Notably, servant leadership presents the leader not as a party that possesses power and authority, but a party that stands for the interests of the followers. This is not necessarily so in democratic leadership. Considering the insights of other people on matters of servant leadership is important. Spears (2010) explore servant leadership in the light of personality and character. Specifically, Spears makes a consideration of the characteristics and traits that define an effective servant leader. Further highlights are made in relation to the fact that servant leaders should exhibit care and concern about the welfare of the people they lead.

A special reference to the nursing practice is made relative to caring leaders. Listening, empathy, healing, awareness, persuasion, conceptualization, foresight, stewardship, commitment to the growth of people, and building community are the characteristics of a servant leader (Spears, 2010). On the other hand, Barbuto and Wheeler (2007) trace the individual and organizational practices that constitute servant leadership. They argue that this style of leadership can grow and develop over time and that it is highly influenced by the set of skills an individual possesses.

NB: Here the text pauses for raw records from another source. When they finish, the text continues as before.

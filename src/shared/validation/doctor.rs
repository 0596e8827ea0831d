//! Doctor validation

use crate::shared::error::SharedError;
use crate::shared::models::{DoctorDraft, DoctorInput, DoctorStatus};
use crate::shared::validation::{clean, require, Sanitized, Validate, Validated};

impl Validate for DoctorInput {
    type Output = DoctorDraft;

    fn validate(self) -> Result<Validated<DoctorDraft>, SharedError> {
        require("name", &self.name)?;
        require("email", &self.email)?;
        require("phone", &self.phone)?;
        require("specialty", &self.specialty)?;
        require("license_number", &self.license_number)?;

        let status = match self.status.as_deref().map(str::trim) {
            None | Some("") => DoctorStatus::default(),
            Some(s) => s
                .parse()
                .map_err(|_| SharedError::validation("status", format!("invalid status '{}'", s)))?,
        };

        Ok(Validated::new(DoctorDraft {
            name: self.name,
            email: self.email,
            phone: self.phone,
            specialty: self.specialty,
            experience: self.experience,
            education: self.education,
            bio: self.bio,
            avatar: self.avatar,
            license_number: self.license_number,
            address: self.address,
            date_of_birth: self.date_of_birth,
            gender: self.gender,
            status,
            certifications: self.certifications,
            working_hours: self.working_hours,
            consultation_price: self.consultation_price,
        }))
    }
}

impl Validated<DoctorDraft> {
    /// Clean every free-text field; the schedule blob is only trimmed
    pub fn sanitize(self) -> Sanitized<DoctorDraft> {
        let d = self.into_inner();

        Sanitized::new(DoctorDraft {
            name: clean(&d.name),
            email: clean(&d.email),
            phone: clean(&d.phone),
            specialty: clean(&d.specialty),
            experience: clean(&d.experience),
            education: clean(&d.education),
            bio: clean(&d.bio),
            avatar: clean(&d.avatar),
            license_number: clean(&d.license_number),
            address: clean(&d.address),
            date_of_birth: clean(&d.date_of_birth),
            gender: clean(&d.gender),
            status: d.status,
            certifications: clean(&d.certifications),
            working_hours: d.working_hours.trim().to_string(),
            consultation_price: d.consultation_price,
        })
    }
}
/**
 * User Repository
 *
 * Database operations for users. Creation always runs
 * validate → sanitize (which hashes the password) → insert, so no caller
 * can store an unchecked record or a plaintext password.
 *
 * Only [`UserRepository::get_by_email`] selects the password hash; it
 * exists for login and nothing else.
 */

use chrono::Utc;

use crate::backend::auth::credentials::CredentialCodec;
use crate::backend::db::Database;
use crate::backend::error::BackendError;
use crate::shared::models::{NewUser, User, UserCredentials};
use crate::shared::validation::{clean, Validate};

const USER_COLUMNS: &str = "id, username, email, role, created_at, updated_at";

#[derive(Debug, Clone)]
pub struct UserRepository {
    db: Database,
    codec: CredentialCodec,
}

impl UserRepository {
    pub fn new(db: Database, codec: CredentialCodec) -> Self {
        Self { db, codec }
    }

    pub fn codec(&self) -> &CredentialCodec {
        &self.codec
    }

    /// Validate, sanitize and insert a new user
    ///
    /// # Errors
    ///
    /// * `Validation` - a required field is blank or the password is too short
    /// * `DuplicateKey` - username or email is taken
    pub async fn create(&self, input: NewUser) -> Result<User, BackendError> {
        let record = input
            .validate()?
            .sanitize_with(|password| self.codec.hash(password))?
            .into_inner();
        let now = Utc::now();

        let mut stmt = self.db.statement();
        stmt.push("INSERT INTO users (username, email, password_hash, role, created_at, updated_at) VALUES (")
            .push_bind(record.username)
            .push(", ")
            .push_bind(record.email)
            .push(", ")
            .push_bind(record.password_hash)
            .push(", ")
            .push_bind(record.role)
            .push(", ")
            .push_bind(now)
            .push(", ")
            .push_bind(now)
            .push(")")
            .push(self.db.dialect().returning_id());

        let id = self.db.insert(&stmt).await?;
        tracing::info!("Created user {}", id);

        self.get_by_id(id)
            .await?
            .ok_or_else(|| BackendError::internal(format!("user {} vanished after insert", id)))
    }

    /// Look up a user by email, including the password hash
    ///
    /// The email is cleaned the same way it was at creation.
    pub async fn get_by_email(&self, email: &str) -> Result<Option<UserCredentials>, BackendError> {
        let mut stmt = self.db.statement();
        stmt.push("SELECT id, username, email, password_hash, role, created_at, updated_at FROM users WHERE email = ")
            .push_bind(clean(email));

        Ok(self.db.fetch_optional(&stmt).await?)
    }

    /// Look up a user by id; never selects the hash
    pub async fn get_by_id(&self, id: i64) -> Result<Option<User>, BackendError> {
        let mut stmt = self.db.statement();
        stmt.push("SELECT ")
            .push(USER_COLUMNS)
            .push(" FROM users WHERE id = ")
            .push_bind(id);

        Ok(self.db.fetch_optional(&stmt).await?)
    }
}
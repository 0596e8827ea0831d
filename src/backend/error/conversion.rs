/**
 * Error Conversion
 *
 * `BackendError` implements `IntoResponse`, so handlers can return it
 * directly. The body uses the same envelope as successful responses:
 *
 * ```json
 * { "success": false, "error": "title is required", "field": "title" }
 * ```
 *
 * Server-side failures are logged here with their full detail; the client
 * only sees a generic message.
 */

use axum::{
    response::{IntoResponse, Response},
    Json,
};
use serde_json::json;

use crate::backend::error::types::BackendError;

impl IntoResponse for BackendError {
    fn into_response(self) -> Response {
        let status = self.status_code();

        if self.is_internal() {
            tracing::error!("Request failed: {}", self);
        } else {
            tracing::debug!("Request rejected ({}): {}", status.as_u16(), self);
        }

        let mut body = json!({
            "success": false,
            "error": self.message(),
        });
        if let Some(field) = self.field() {
            body["field"] = json!(field);
        }

        (status, Json(body)).into_response()
    }
}
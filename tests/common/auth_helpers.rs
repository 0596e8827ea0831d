//! Authentication test helpers

use clinic_backend::backend::auth::bootstrap::{ensure_admin, ADMIN_EMAIL};
use clinic_backend::backend::server::AppState;
use clinic_backend::shared::models::{NewUser, User};

pub const TEST_PASSWORD: &str = "password123";
pub const ADMIN_PASSWORD: &str = "admin-pass";

/// Create a patient `<name>` with email `<name>@example.com`
pub async fn create_patient(state: &AppState, name: &str) -> User {
    state
        .users
        .create(NewUser::new(name, format!("{}@example.com", name), TEST_PASSWORD))
        .await
        .expect("Failed to create test user")
}

/// Bootstrap the admin account and return it
pub async fn create_admin(state: &AppState) -> User {
    ensure_admin(&state.users, ADMIN_PASSWORD)
        .await
        .expect("Failed to bootstrap admin");
    state
        .users
        .get_by_email(ADMIN_EMAIL)
        .await
        .expect("Failed to read admin")
        .expect("Admin missing after bootstrap")
        .into_user()
}

/// Bearer token for `user`
pub fn token_for(state: &AppState, user: &User) -> String {
    state.tokens.issue(user.id).expect("Failed to issue token")
}
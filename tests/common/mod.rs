//! Common test utilities and helpers
//!
//! - In-memory store and application state fixtures
//! - User and token helpers
//! - A small HTTP driver for the router

#[cfg(feature = "ssr")]
pub mod auth_helpers;

#[cfg(feature = "ssr")]
pub use auth_helpers::*;
#[cfg(feature = "ssr")]
pub use database::*;
#[cfg(feature = "ssr")]
pub use http::*;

Most importantly, Barbuto and Wheeler highlight that servant leadership can be learned and subsequently improved as time goes by. This qualifies nursing practice as a field that benefits from servant leadership. Notably, the attributes of a servant leader are similar to those outlined by Spears. The conclusions drawn by the two articles were more oriented towards the practice of servant leadership. They presented insights into the growth and development of this leadership style. Moreover, the two articles essentially focused on the personality and character of a servant leader.

Most importantly, the articles evaluated the applicability of servant leadership at the individual and organizational level by embedding these aspects in the characteristics exhibited by servant leaders. In the nursing practice, these conclusions apply to health care service delivery directed towards patients/clients. Servant leadership in nursing could be demonstrated through therapeutic communication and therapeutic relationships. The nurse leader would interact and relate with the patient/client in an efficient and effective way, suitable for the patient/client’ s needs and interests. The ultimate concern is to foster an environment within which the patient/client feels taken care of over and above health care provision.

This encompasses nurse-patient communication, interaction, relationship, and point of caregiving. The two articles considered in this paper enhanced my perception of nurse leadership. They fundamentally instill knowledge relative to the diverse and dynamic use, application, and practice of servant leadership. Notably, the central focus on the followers makes it possible for the leader to promote the welfare of the people being led. This is integral to the disadvantaged population in society. The articles have served an informative purpose in my nurse leadership perception. In general, my perception of leadership has been diversified.

Based on the servant leadership discussion, I think I am yet to become a servant leader. My self-assessment presents me as a transformational leader. Due to the close relationship between transformational and servant leadership, I would want to be a servant leader. To ensure that I successfully become a servant leader I will align my transformational skills with the characteristics of a servant leader. Subsequently, I will work on the emerging variations or gaps, thus allowing myself to learn what it takes to become a servant leader.

References

Barbuto, J. E. & Wheeler, D. W. (2007). Becoming a Servant Leader: Do You Have What It Takes? University of Nebraska: NebGuide. http://www.ianrpubs.unl.edu/live/g1481/build/g1481.pdf

Spears, L. C. (2010). “Character and Servant Leadership: Ten Characteristics of Effective, Caring Leaders”. The Journal of Virtues & Leadership, Vol. 1 Iss. 1, 2010, 25-30.

Wallace, R. (2011). Servant Leadership: Leaving a Legacy. New York: R&L Education.

Winkler, I. (2009). Contemporary Leadership Theories. New York: Springer.